Exercise description: Since only part of the material below is wanted, output exactly the lines from the one with "repository c3d0d08dd5aa4ed7" up to and including the one with "pub const URGENT_FLASHES: usize = 5;".

Data extracts:
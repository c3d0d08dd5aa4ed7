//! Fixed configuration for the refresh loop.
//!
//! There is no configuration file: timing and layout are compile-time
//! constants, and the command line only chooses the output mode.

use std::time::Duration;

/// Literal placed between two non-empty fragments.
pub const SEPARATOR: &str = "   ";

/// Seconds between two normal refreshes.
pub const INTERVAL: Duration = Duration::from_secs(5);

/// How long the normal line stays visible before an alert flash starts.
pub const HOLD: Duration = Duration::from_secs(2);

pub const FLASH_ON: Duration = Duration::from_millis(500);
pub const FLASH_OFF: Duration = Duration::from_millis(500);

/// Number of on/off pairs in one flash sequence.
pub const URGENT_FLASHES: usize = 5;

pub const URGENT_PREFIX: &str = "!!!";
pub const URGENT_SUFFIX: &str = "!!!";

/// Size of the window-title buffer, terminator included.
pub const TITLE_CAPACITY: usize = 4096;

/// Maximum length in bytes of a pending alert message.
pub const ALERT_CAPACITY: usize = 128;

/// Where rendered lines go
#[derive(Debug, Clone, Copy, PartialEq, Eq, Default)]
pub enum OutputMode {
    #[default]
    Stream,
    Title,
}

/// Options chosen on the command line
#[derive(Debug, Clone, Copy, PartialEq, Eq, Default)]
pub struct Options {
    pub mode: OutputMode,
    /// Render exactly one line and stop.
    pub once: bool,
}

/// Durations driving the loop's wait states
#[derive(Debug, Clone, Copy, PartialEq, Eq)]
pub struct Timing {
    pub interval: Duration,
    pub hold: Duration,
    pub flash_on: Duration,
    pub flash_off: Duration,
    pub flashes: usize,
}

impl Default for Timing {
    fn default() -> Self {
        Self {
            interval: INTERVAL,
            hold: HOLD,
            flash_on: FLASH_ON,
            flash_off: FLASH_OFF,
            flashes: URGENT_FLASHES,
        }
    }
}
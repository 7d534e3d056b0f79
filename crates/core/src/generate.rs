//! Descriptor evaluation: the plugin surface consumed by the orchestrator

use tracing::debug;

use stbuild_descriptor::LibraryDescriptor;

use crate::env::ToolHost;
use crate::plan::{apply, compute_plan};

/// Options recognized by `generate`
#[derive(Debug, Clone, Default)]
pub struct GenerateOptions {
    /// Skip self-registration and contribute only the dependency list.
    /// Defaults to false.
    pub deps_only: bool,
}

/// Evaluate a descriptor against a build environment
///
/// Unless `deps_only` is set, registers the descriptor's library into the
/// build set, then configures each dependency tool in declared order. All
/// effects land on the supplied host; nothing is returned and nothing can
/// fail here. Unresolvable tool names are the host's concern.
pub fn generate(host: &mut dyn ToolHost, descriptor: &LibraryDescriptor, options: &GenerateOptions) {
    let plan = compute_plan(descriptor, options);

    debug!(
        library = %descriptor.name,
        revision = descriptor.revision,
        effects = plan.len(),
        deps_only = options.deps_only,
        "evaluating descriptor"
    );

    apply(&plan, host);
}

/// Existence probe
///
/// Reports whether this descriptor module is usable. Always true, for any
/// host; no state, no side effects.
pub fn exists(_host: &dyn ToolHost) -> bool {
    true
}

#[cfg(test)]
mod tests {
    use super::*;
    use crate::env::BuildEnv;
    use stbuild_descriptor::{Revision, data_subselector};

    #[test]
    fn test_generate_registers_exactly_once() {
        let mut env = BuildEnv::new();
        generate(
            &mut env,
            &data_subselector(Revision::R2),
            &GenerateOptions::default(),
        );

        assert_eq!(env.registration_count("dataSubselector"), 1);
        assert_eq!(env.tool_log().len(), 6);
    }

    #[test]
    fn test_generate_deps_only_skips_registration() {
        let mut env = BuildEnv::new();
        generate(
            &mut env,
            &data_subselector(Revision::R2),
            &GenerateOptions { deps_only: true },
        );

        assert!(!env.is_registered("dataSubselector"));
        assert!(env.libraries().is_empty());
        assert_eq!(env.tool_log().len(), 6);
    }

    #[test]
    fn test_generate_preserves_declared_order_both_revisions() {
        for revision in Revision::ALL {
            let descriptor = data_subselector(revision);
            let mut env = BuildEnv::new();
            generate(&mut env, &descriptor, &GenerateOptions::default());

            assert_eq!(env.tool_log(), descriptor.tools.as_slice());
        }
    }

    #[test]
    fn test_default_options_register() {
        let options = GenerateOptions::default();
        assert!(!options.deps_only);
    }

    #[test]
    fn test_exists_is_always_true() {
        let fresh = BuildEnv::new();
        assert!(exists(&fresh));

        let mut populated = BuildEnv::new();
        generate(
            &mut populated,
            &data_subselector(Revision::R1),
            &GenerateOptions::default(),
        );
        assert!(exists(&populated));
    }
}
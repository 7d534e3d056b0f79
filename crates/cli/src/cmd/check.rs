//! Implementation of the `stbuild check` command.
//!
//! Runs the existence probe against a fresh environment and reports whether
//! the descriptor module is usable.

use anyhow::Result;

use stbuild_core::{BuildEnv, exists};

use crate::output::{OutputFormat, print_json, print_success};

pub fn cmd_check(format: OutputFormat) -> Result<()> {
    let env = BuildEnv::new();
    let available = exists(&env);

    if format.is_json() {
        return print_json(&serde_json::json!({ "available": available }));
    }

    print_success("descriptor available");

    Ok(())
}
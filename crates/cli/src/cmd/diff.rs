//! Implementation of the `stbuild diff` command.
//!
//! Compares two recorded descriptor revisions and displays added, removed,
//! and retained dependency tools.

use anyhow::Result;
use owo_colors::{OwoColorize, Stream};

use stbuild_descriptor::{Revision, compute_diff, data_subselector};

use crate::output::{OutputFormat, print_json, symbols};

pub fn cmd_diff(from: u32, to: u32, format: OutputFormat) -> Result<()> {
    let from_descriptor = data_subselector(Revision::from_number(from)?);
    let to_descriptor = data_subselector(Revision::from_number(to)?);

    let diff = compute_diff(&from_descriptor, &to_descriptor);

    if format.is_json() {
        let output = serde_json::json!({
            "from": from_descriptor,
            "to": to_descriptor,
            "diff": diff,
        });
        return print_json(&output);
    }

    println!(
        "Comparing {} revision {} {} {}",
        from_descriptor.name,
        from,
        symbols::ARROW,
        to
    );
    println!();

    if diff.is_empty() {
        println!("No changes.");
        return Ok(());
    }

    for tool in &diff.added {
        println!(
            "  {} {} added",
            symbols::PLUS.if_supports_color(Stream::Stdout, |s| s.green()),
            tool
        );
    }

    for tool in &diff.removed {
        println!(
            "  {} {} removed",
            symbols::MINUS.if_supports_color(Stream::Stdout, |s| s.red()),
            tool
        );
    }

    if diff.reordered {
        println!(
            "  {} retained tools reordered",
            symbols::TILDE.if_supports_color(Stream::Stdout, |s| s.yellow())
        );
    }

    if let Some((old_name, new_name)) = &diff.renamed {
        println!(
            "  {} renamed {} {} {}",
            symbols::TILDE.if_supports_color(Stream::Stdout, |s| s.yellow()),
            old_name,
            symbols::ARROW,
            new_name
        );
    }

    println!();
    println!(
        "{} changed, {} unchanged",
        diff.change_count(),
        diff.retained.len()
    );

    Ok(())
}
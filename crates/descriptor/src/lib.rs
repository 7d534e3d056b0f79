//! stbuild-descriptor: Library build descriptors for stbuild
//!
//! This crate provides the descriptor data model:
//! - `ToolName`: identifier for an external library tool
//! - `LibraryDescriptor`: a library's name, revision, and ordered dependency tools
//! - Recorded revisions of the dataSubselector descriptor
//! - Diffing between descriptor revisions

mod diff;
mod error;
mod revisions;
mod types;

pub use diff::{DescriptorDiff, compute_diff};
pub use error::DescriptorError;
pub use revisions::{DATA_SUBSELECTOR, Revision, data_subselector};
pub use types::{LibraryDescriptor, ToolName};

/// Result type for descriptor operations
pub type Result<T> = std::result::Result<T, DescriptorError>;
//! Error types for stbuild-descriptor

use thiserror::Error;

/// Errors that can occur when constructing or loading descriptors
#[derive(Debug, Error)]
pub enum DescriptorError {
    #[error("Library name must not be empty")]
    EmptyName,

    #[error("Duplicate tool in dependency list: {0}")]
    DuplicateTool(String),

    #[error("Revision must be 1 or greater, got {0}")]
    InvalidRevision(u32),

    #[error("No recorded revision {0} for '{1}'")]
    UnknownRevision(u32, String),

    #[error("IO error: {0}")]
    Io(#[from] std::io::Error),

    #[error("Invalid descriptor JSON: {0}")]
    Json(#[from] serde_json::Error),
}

==

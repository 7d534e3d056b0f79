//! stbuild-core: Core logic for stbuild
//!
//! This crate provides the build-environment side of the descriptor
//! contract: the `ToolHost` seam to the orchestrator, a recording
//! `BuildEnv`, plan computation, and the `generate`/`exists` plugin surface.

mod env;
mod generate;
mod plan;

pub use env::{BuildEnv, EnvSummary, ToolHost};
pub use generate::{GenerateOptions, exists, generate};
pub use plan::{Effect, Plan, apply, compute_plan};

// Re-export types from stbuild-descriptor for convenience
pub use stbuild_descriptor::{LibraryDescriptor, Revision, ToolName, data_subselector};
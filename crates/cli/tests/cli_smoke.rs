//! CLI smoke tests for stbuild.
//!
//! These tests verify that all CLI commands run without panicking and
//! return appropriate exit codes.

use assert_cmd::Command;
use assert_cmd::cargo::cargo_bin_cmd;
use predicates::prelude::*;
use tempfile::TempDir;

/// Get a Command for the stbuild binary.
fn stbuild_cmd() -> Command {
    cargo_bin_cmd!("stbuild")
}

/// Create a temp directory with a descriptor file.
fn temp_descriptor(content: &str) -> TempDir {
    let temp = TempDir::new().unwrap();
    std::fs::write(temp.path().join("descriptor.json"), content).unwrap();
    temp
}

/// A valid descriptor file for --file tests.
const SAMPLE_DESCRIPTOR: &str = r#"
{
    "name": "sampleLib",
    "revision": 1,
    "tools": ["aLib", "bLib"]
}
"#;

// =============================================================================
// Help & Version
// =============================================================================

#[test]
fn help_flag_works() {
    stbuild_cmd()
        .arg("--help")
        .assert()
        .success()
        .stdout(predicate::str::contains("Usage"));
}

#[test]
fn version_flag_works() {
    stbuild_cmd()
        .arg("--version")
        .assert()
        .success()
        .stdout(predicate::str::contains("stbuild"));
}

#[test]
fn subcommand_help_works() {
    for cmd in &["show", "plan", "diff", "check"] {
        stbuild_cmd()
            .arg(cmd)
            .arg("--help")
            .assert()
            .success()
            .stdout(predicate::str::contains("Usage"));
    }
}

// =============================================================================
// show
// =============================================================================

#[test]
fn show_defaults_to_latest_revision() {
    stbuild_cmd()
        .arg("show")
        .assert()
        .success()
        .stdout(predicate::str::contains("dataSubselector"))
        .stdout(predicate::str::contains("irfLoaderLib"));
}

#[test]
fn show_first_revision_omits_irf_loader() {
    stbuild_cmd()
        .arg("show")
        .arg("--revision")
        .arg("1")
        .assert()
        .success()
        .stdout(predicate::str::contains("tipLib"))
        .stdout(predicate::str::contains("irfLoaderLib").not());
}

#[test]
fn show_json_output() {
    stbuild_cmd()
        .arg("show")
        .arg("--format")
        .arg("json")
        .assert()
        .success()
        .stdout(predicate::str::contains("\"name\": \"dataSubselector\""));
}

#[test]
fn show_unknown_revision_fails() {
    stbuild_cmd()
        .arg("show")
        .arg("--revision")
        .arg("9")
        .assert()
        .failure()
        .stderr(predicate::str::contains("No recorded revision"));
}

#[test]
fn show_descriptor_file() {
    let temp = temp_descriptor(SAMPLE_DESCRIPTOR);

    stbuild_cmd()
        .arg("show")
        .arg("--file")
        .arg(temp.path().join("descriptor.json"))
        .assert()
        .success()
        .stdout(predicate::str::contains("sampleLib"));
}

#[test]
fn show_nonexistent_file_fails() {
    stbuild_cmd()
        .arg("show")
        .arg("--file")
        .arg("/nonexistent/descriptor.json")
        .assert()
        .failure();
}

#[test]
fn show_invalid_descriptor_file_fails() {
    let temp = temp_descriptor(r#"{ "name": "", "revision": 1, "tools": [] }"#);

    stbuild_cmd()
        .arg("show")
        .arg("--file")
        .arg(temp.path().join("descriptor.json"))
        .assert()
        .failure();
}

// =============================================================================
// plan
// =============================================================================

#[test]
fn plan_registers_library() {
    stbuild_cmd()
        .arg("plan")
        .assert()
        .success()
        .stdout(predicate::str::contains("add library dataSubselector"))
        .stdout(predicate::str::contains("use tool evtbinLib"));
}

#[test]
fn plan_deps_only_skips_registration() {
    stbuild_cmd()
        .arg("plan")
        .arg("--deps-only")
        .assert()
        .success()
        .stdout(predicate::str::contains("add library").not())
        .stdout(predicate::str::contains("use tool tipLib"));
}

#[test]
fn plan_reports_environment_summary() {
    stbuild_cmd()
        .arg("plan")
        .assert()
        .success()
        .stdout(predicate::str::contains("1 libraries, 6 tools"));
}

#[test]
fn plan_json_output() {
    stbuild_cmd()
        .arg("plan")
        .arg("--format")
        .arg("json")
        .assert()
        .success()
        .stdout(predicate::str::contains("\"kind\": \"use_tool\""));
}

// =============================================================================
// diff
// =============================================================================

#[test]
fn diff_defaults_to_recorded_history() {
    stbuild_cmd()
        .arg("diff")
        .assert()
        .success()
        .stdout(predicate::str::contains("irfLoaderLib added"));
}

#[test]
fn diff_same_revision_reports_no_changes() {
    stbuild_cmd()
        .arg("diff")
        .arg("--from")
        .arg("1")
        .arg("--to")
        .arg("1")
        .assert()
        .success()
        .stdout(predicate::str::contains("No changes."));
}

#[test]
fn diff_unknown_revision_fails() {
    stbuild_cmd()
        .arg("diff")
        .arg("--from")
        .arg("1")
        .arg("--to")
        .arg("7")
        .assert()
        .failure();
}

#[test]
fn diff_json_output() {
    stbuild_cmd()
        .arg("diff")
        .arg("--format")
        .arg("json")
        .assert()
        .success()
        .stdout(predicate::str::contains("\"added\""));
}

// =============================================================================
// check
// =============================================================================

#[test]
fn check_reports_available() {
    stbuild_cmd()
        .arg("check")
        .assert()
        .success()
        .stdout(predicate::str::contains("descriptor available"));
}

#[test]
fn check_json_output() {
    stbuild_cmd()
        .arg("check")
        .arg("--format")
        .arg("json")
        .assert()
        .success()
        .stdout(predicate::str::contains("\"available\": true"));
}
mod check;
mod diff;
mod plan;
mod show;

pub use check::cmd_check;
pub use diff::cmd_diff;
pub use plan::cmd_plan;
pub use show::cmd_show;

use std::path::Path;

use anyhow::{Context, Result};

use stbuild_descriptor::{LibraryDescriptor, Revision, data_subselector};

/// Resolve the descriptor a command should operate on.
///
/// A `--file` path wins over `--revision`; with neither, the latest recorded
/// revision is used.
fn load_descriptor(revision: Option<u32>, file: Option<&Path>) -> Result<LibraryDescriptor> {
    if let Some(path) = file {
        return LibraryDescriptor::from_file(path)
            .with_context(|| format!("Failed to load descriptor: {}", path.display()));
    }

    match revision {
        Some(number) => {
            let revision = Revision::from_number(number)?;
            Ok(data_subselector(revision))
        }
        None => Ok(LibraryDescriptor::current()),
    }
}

Response area:
repository c3d0d08dd5aa4ed7
//! Fixed configuration for the refresh loop.
//!
//! There is no configuration file: timing and layout are compile-time
//! constants, and the command line only chooses the output mode.

use std::time::Duration;

/// Literal placed between two non-empty fragments.
pub const SEPARATOR: &str = "   ";

/// Seconds between two normal refreshes.
pub const INTERVAL: Duration = Duration::from_secs(5);

/// How long the normal line stays visible before an alert flash starts.
pub const HOLD: Duration = Duration::from_secs(2);

pub const FLASH_ON: Duration = Duration::from_millis(500);
pub const FLASH_OFF: Duration = Duration::from_millis(500);

/// Number of on/off pairs in one flash sequence.
pub const URGENT_FLASHES: usize = 5;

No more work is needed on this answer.